How to complete this task => Transcribe exactly everything in the data below from the line containing "columns in every" down to the line containing "rounding every element", both lines included and nothing further.

- - -

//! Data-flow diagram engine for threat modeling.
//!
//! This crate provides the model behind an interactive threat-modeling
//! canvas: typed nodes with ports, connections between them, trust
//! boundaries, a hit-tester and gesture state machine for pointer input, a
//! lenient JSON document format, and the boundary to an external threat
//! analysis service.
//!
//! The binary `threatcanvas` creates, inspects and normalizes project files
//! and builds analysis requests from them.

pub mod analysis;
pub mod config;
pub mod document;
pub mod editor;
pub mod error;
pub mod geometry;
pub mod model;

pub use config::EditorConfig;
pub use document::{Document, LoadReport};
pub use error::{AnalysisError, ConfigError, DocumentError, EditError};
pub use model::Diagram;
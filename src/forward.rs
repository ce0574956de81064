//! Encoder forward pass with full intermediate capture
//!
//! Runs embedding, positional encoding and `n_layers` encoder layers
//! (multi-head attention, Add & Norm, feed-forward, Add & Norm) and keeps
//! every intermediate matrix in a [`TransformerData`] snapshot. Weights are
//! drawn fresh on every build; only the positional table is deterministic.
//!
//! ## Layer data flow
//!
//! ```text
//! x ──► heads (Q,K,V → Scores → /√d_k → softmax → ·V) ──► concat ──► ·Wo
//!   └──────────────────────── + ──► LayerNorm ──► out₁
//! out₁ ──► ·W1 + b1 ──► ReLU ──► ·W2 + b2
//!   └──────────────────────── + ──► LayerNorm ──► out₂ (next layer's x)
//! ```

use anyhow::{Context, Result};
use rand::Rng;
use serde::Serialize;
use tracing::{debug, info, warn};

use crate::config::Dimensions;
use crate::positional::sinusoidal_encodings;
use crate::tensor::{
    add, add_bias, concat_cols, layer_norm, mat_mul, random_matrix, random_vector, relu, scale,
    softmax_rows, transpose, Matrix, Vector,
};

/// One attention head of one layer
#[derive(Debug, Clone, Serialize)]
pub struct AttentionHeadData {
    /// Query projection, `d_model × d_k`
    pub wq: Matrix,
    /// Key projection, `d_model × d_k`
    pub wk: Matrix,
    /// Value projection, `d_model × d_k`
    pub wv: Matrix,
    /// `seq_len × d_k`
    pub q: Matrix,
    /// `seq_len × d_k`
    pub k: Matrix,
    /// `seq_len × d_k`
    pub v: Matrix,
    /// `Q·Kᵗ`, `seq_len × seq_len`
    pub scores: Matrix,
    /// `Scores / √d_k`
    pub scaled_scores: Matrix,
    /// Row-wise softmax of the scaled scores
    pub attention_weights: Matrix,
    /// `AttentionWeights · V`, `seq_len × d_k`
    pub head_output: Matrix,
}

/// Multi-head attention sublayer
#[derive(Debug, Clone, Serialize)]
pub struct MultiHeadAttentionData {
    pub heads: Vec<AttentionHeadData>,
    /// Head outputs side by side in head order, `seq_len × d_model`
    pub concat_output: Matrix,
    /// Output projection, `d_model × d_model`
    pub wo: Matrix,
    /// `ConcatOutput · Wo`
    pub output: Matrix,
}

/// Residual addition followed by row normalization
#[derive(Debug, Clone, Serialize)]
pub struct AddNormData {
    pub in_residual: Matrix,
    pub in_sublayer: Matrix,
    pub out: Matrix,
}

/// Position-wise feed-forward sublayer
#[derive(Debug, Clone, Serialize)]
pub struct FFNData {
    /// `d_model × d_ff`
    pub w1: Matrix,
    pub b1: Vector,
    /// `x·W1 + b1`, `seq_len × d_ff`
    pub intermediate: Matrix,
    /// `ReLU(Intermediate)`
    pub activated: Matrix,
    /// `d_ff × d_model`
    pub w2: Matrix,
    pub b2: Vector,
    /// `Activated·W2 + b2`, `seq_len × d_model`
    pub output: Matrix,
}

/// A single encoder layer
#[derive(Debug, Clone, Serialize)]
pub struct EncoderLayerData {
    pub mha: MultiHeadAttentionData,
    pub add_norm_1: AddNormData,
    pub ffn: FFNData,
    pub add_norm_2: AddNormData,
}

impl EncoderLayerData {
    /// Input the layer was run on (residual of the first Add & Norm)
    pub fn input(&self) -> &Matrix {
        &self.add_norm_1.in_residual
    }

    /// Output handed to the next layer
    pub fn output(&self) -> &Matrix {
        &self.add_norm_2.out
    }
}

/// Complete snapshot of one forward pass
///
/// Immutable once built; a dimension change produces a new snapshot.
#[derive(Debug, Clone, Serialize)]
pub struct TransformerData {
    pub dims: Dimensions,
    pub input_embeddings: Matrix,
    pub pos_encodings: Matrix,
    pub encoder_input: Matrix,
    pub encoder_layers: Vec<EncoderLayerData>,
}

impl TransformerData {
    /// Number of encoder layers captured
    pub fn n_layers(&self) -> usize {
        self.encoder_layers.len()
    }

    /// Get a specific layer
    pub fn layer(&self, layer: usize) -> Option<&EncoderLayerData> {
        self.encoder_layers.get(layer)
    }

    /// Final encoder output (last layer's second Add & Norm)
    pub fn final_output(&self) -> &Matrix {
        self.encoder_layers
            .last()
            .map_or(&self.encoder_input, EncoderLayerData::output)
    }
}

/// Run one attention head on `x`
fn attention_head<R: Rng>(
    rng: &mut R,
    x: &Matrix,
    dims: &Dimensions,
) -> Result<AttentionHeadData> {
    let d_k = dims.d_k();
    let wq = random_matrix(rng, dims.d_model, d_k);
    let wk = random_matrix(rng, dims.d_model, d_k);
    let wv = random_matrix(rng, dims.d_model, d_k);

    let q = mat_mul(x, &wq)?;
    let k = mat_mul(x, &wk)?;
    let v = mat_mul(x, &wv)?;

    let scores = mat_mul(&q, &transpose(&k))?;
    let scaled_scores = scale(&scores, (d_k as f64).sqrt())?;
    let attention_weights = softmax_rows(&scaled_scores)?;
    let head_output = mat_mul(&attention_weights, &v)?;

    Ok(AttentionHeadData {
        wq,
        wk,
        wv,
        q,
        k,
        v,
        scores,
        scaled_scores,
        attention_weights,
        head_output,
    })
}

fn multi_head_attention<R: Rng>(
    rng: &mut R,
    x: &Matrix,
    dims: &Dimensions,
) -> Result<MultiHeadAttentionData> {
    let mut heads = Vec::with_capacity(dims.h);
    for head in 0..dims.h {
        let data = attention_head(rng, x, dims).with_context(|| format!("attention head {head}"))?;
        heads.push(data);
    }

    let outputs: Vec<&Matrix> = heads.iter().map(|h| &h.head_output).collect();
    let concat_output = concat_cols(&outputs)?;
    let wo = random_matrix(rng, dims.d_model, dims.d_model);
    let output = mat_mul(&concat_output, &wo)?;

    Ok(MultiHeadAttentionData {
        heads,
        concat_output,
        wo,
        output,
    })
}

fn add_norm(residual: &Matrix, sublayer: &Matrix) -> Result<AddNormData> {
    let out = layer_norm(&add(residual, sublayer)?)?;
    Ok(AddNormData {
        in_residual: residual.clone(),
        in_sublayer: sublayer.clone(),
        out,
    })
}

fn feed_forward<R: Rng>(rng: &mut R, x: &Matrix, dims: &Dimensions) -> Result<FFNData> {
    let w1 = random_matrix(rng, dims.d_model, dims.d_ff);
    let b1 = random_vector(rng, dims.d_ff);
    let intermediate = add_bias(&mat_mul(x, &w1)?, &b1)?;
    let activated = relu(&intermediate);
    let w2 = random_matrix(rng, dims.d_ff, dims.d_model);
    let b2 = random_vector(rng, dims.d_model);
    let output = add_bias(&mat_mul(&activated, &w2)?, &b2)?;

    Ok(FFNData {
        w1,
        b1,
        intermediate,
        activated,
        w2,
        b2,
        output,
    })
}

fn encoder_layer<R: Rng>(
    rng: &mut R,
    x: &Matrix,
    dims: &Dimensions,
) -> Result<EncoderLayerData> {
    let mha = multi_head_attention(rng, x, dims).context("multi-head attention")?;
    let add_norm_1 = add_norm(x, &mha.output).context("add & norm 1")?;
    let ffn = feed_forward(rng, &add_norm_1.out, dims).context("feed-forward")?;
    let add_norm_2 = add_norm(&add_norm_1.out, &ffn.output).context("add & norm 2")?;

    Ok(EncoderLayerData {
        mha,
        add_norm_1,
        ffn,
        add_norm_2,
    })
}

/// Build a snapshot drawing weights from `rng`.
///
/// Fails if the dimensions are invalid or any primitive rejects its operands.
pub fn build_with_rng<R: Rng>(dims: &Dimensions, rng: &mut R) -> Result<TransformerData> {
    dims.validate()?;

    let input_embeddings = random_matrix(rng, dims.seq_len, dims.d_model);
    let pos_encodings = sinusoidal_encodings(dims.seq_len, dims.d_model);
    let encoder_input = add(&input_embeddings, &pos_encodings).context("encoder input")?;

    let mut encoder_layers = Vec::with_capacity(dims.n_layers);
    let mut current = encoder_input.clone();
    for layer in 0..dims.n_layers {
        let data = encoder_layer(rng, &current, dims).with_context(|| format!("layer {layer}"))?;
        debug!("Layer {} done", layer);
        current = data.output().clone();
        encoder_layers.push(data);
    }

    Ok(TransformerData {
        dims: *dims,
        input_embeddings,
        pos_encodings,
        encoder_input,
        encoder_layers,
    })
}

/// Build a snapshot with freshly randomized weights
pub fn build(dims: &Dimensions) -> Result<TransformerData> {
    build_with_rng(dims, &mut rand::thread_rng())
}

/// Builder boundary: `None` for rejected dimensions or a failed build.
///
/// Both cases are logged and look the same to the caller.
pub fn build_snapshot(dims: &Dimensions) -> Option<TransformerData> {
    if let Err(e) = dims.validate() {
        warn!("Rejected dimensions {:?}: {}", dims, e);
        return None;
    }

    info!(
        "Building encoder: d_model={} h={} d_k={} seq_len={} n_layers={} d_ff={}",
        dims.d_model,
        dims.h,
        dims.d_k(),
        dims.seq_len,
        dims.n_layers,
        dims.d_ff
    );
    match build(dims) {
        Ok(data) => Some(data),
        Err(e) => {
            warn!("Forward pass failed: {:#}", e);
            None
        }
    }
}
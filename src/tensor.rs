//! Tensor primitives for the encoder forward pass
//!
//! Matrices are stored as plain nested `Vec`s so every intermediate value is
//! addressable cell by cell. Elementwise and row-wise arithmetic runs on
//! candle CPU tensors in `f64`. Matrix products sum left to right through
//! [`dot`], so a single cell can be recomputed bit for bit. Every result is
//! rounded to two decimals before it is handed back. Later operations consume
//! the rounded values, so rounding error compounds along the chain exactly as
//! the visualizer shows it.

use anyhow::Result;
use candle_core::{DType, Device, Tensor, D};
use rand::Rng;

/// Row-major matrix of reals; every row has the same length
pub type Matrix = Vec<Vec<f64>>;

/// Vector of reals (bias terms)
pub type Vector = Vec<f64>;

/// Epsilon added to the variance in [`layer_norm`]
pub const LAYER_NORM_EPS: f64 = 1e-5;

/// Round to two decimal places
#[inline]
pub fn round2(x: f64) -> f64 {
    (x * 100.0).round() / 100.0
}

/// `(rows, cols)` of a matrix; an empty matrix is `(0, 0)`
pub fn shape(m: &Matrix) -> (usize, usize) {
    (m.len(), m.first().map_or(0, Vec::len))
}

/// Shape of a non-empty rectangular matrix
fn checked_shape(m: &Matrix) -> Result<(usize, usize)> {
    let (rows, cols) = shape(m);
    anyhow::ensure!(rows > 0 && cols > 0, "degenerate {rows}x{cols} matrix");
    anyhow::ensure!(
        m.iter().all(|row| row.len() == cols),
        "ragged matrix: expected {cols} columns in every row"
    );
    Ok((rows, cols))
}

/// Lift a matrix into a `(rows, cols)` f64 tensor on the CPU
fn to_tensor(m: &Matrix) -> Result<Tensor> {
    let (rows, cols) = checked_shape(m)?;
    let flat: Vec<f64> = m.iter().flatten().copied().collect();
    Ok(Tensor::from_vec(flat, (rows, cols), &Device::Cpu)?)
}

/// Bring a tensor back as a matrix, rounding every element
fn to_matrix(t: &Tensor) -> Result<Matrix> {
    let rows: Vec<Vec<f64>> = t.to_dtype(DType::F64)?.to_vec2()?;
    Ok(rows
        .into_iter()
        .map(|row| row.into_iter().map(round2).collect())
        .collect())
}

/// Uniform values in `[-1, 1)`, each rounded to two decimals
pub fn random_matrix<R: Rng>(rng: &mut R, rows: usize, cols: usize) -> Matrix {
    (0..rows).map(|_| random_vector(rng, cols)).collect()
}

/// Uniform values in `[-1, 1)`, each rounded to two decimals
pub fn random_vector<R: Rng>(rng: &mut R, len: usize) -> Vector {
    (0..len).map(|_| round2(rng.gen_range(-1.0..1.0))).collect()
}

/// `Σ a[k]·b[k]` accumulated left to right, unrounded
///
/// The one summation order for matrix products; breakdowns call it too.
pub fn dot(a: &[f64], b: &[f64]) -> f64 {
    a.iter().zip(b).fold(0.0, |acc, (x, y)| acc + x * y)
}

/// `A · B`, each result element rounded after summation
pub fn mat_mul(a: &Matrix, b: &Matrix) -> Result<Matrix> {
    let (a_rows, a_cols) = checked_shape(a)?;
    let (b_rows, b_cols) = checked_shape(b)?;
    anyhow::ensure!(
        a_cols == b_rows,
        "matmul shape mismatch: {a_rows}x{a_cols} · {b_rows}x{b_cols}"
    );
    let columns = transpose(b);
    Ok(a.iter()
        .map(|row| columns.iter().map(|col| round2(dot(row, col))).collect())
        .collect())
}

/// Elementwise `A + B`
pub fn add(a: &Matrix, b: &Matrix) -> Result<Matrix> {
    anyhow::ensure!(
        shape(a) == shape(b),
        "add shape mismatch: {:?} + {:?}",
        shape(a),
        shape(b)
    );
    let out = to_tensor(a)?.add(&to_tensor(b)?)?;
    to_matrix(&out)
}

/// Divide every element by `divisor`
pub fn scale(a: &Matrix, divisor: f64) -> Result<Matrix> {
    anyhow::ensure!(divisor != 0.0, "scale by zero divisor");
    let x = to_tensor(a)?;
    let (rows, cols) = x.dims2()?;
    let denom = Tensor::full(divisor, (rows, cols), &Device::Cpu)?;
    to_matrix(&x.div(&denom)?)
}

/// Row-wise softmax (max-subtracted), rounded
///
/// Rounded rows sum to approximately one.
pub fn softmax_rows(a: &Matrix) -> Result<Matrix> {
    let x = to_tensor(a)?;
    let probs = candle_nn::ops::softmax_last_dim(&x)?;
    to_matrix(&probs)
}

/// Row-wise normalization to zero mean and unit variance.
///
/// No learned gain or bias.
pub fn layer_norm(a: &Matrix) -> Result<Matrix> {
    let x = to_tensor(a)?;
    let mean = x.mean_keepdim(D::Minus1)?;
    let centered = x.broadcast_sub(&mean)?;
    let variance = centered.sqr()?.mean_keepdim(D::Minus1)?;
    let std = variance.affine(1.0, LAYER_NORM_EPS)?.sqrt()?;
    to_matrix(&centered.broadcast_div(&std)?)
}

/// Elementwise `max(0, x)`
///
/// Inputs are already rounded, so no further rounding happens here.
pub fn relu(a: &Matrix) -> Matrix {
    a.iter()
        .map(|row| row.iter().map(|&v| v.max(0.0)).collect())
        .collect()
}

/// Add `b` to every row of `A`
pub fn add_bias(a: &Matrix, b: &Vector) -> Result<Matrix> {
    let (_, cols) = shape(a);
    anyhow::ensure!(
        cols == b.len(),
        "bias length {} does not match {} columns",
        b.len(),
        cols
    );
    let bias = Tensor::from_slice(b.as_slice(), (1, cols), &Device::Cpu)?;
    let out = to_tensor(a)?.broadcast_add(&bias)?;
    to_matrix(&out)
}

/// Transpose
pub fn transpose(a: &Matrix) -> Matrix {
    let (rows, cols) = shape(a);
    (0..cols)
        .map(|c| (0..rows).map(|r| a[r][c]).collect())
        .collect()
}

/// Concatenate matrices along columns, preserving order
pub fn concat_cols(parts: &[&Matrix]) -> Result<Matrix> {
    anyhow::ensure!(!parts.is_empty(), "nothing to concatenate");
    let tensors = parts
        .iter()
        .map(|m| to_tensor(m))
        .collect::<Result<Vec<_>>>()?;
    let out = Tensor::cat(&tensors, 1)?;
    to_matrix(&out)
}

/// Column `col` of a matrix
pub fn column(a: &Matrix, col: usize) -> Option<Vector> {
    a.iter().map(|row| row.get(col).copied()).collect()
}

- - -

Reply =>
        "ragged matrix: expected {cols} columns in every row"
    );
    Ok((rows, cols))
}

/// Lift a matrix into a `(rows, cols)` f64 tensor on the CPU
fn to_tensor(m: &Matrix) -> Result<Tensor> {
    let (rows, cols) = checked_shape(m)?;
    let flat: Vec<f64> = m.iter().flatten().copied().collect();
    Ok(Tensor::from_vec(flat, (rows, cols), &Device::Cpu)?)
}

/// Bring a tensor back as a matrix, rounding every element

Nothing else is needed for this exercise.